After Big Pentagon Contract Wins, L3Harris CEO Eyes More Growth
Three years after merger of L3 Technologies and Harris, the company is striving to “compete on a level playing field,” CEO Kubasik says.
When L3 Technologies and Harris Corp. merged in 2019, executives touted lofty goals of competing against the largest defense firms. Three years later, L3Harris Technologies is winning Pentagon deals worth billions of dollars, and its CEO Chris Kubasik envisions even more growth.
“We're punching above our weight, and we need to continue to grow, including acquisitions, to get to scale, to be able to compete on a level playing field,” Kubasik said in an interview.
When Kubasik became CEO of L3 Technologies in January 2018, he wanted to change the firm’s culture to make it operate more like a commercial technology company, as opposed to a bureaucratic government contractor. He’s taken that same approach as CEO of the combined company, a position he has held since June 2021, pitching it to the military as a “trusted disruptor,” meaning it’s a known quantity to the Pentagon, but operates differently than other defense firms.
In a two week period this past summer, L3Harris won three high-profile contacts with more than $4 billion. The largest came on Aug. 1 when L3Harris—in partnership with crop duster maker Air Tractor—beat out other established planemakers to secure a U.S. Special Operations Command contract that could be $3 billion for up to 75 attack planes.
A few weeks before it won the SOCOM contract, L3Harris won a $700 million Pentagon contract to build missile tracking satellites that can track fast-flying hypersonic weapons. It also won a $380 million Navy deal to provide a key system that lets ships know what’s around them so they can track and strike a target.
“Everybody talks about talking to their customer, I emphasize the importance of listening to your customer, which actually is a pretty big difference,” Kubasik said. “We've listened to what the requirements are [and] we listen to what the threats are.”
The company views itself as being “platform agnostic”—meaning it could do heavy modifications to Gulfstream-made business jets, like it did for the Air Force EC-37B Compass Call, or a Bombardier business jet, as it did for Army reconnaissance and electronic warfare aircraft.

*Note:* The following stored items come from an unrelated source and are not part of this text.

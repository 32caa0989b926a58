//! The full persisted dataset: the tree a gateway root holds, decoded.
//!
//! The entity store's cache is a `Dataset`; export produces one; import and
//! seeding replace the remote root with one. Everything in it is keyed the
//! way the gateway lays paths out (`transactions/{id}`, `loom_configs/{id}`,
//! `batch_closures/{id}`, `schema_version`), so `serde_json::to_value` of a
//! `Dataset` is exactly the tree to write at the root path.

use std::collections::BTreeMap;

use chrono::{DateTime, Duration, Utc};
use rust_decimal::Decimal;
use serde::{Deserialize, Serialize};
use serde_json::Value;

use crate::{
  batch::{BatchClosure, BatchId},
  error::{SyncError, ValidationError},
  loom::{LoomConfig, LoomId},
  migrate::CURRENT_SCHEMA_VERSION,
  transaction::{Material, Transaction, TransactionId, TransactionKind},
};

/// Looms provisioned when seeding an empty backend.
pub const DEFAULT_LOOMS: [&str; 4] = ["1", "2", "3", "4"];

/// Cone stock a freshly seeded loom opens with.
pub const SEED_CONE_OPENING: Decimal = Decimal::from_parts(10, 0, 0, false, 0);
/// Jarigai stock a freshly seeded loom opens with.
pub const SEED_JARIGAI_OPENING: Decimal = Decimal::from_parts(5, 0, 0, false, 0);

// ─── Dataset ─────────────────────────────────────────────────────────────────

#[derive(Debug, Clone, PartialEq, Serialize, Deserialize)]
pub struct Dataset {
  pub schema_version: u32,
  #[serde(default)]
  pub transactions:   BTreeMap<TransactionId, Transaction>,
  #[serde(default)]
  pub loom_configs:   BTreeMap<LoomId, LoomConfig>,
  #[serde(default)]
  pub batch_closures: BTreeMap<BatchId, BatchClosure>,
}

impl Default for Dataset {
  fn default() -> Self {
    Self {
      schema_version: CURRENT_SCHEMA_VERSION,
      transactions:   BTreeMap::new(),
      loom_configs:   BTreeMap::new(),
      batch_closures: BTreeMap::new(),
    }
  }
}

/// How to provision looms when replacing or initialising a backend.
#[derive(Debug, Clone, Copy, PartialEq, Eq)]
pub enum SeedProfile {
  /// Looms start with the customary stock on hand (cone 10, jarigai 5),
  /// recorded as opening balances of each loom's first batch.
  Stocked,
  /// Looms start empty; no opening transactions at all.
  Zeroed,
}

impl Dataset {
  pub fn empty() -> Self { Self::default() }

  /// A first-run dataset: the default looms, each on a fresh first batch.
  /// Every seeded transaction gets a strictly increasing timestamp so
  /// creation order is unambiguous.
  pub fn seed(profile: SeedProfile, now: DateTime<Utc>) -> Self {
    let mut data = Self::empty();
    let mut tick = 0i64;
    for loom in DEFAULT_LOOMS {
      let loom_id = LoomId::new(loom);
      let config =
        LoomConfig::with_defaults(loom_id.clone(), BatchId::generate());
      if profile == SeedProfile::Stocked {
        for (material, quantity) in [
          (Material::Cone, SEED_CONE_OPENING),
          (Material::Jarigai, SEED_JARIGAI_OPENING),
        ] {
          let tx = Transaction {
            id:          TransactionId::generate(),
            loom_id:     loom_id.clone(),
            batch_id:    config.active_batch_id.clone(),
            kind:        TransactionKind::Opening,
            material,
            quantity,
            recorded_at: now + Duration::milliseconds(tick),
            archived:    false,
            note:        Some("Opening balance (batch #1)".to_owned()),
          };
          tick += 1;
          data.transactions.insert(tx.id.clone(), tx);
        }
      }
      data.loom_configs.insert(config.id.clone(), config);
    }
    data
  }

  /// The JSON tree to write at the gateway root.
  pub fn to_value(&self) -> Result<Value, SyncError> {
    Ok(serde_json::to_value(self)?)
  }

  /// Decode a current-version tree. Older versions go through
  /// [`crate::migrate::upgrade`] instead.
  pub fn decode(value: &Value) -> Result<Self, serde_json::Error> {
    Self::deserialize(value)
  }

  // ── Queries ───────────────────────────────────────────────────────────

  pub fn loom_config(&self, loom_id: &LoomId) -> Option<&LoomConfig> {
    self.loom_configs.get(loom_id)
  }

  pub fn transactions_for_loom<'a>(
    &'a self,
    loom_id: &'a LoomId,
  ) -> impl Iterator<Item = &'a Transaction> {
    self.transactions.values().filter(move |tx| &tx.loom_id == loom_id)
  }

  pub fn transactions_for_batch<'a>(
    &'a self,
    batch_id: &'a BatchId,
  ) -> impl Iterator<Item = &'a Transaction> {
    self.transactions.values().filter(move |tx| &tx.batch_id == batch_id)
  }

  /// Closures for one loom, oldest first.
  pub fn closures_for_loom<'a>(
    &'a self,
    loom_id: &'a LoomId,
  ) -> Vec<&'a BatchClosure> {
    let mut closures: Vec<&BatchClosure> = self
      .batch_closures
      .values()
      .filter(|c| &c.loom_id == loom_id)
      .collect();
    closures.sort_by_key(|c| c.sequence);
    closures
  }
}

/// Stable creation order: by timestamp, then by id for entries stamped in
/// the same millisecond from different sessions.
pub fn chronological<'a>(
  transactions: impl IntoIterator<Item = &'a Transaction>,
) -> Vec<&'a Transaction> {
  let mut sorted: Vec<&Transaction> = transactions.into_iter().collect();
  sorted.sort_by(|a, b| {
    a.recorded_at.cmp(&b.recorded_at).then_with(|| a.id.cmp(&b.id))
  });
  sorted
}

// ─── Import normalisation ────────────────────────────────────────────────────

/// Validate the top-level shape of an imported document and normalise the
/// transaction collection to a map. Historical exports stored transactions
/// as an array and named the config map `loomConfigs`; both are accepted.
/// The result still carries whatever schema era the document was written
/// in; run it through [`crate::migrate::upgrade`] before use.
pub fn normalize_import(value: &Value) -> Result<Value, ValidationError> {
  let Value::Object(map) = value else {
    return Err(ValidationError::ImportNotAnObject);
  };
  let transactions = map
    .get("transactions")
    .ok_or(ValidationError::ImportMissingField("transactions"))?;
  if !map.contains_key("loom_configs") && !map.contains_key("loomConfigs") {
    return Err(ValidationError::ImportMissingField("loom_configs"));
  }

  let mut normalized = map.clone();
  if let Value::Array(entries) = transactions {
    let mut keyed = serde_json::Map::new();
    for entry in entries {
      let Some(id) = entry.get("id").and_then(Value::as_str) else {
        return Err(ValidationError::ImportMissingField("transaction id"));
      };
      keyed.insert(id.to_owned(), entry.clone());
    }
    normalized.insert("transactions".to_owned(), Value::Object(keyed));
  }
  Ok(Value::Object(normalized))
}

“We had the ability to go out, being platform agnostic, and finding the best platform available for the mission … and then making the investments on the key technologies and [demonstrating] it,” Kubasik said.
L3Harris is the sixth largest U.S. defense contractor behind Lockheed Martin, Raytheon Technologies, Boeing, Northrop Grumman, and General Dynamics—also known as the “Big 5” or “primes contractors.” When L3 and Harris merged, Kubasik and Harris CEO Bill Brown, who was CEO of the combined company for its first two years, hoped to create a “sixth prime.”
“I think it all ties into this, this strategy of doing more and more prime work,” Kubasik said. “Ultimately, the goal of the L3-Harris merger was to provide competition and give our DOD customers more alternatives.”
While the strategy appears to be working, L3 is still far smaller than five firms at the top of the defense contractor revenue list. L3Harris’ 2021 defense revenue of about $15 billion was about half of No. 5 General Dynamics, which booked nearly $31 billion, according to Defense News.
It’s also looking to partner with non-traditional firms. In March it formed a strategic partnership with Shield Capital, a Silicon Valley-based venture capital firm that invests in startups that have technology beneficial to both the commercial and national security sectors.
“What we've tried to do is remain open minded and partner where it made sense, either as a prime or [subcontractor].” Kubasik said. “A lot of my time and effort is focused on working with these new entrants that are a little more software- [and] AI-enabled.”
An area of potential growth for the company is nuclear command, control, and communications—technology that’s used to transmit nuclear weapons data between command centers, satellites, aircraft, submarines, and missile silos. Asked if the company wants to be a part of the Air Force’s plans to buy new E-4B nuclear command planes, Kubasik said: “Absolutely.”
Still, the company is facing the same workforce, supply chain, and inflation issues impacting all sectors of manufacturing. In an effort to relieve inflationary pressures on its workers, it’s not raising its employee benefit contributions, and it’s increasing merit raises.
Throughout the pandemic, it allowed workers who can work remotely to do so. It also adopted a 9/80 work schedule. That’s left empty office space that the company is looking to lease or sell.
“There’s a lot of things going on in the world [and] we can only control so much of those things,” Kubasik said. “So let’s focus on what that is.”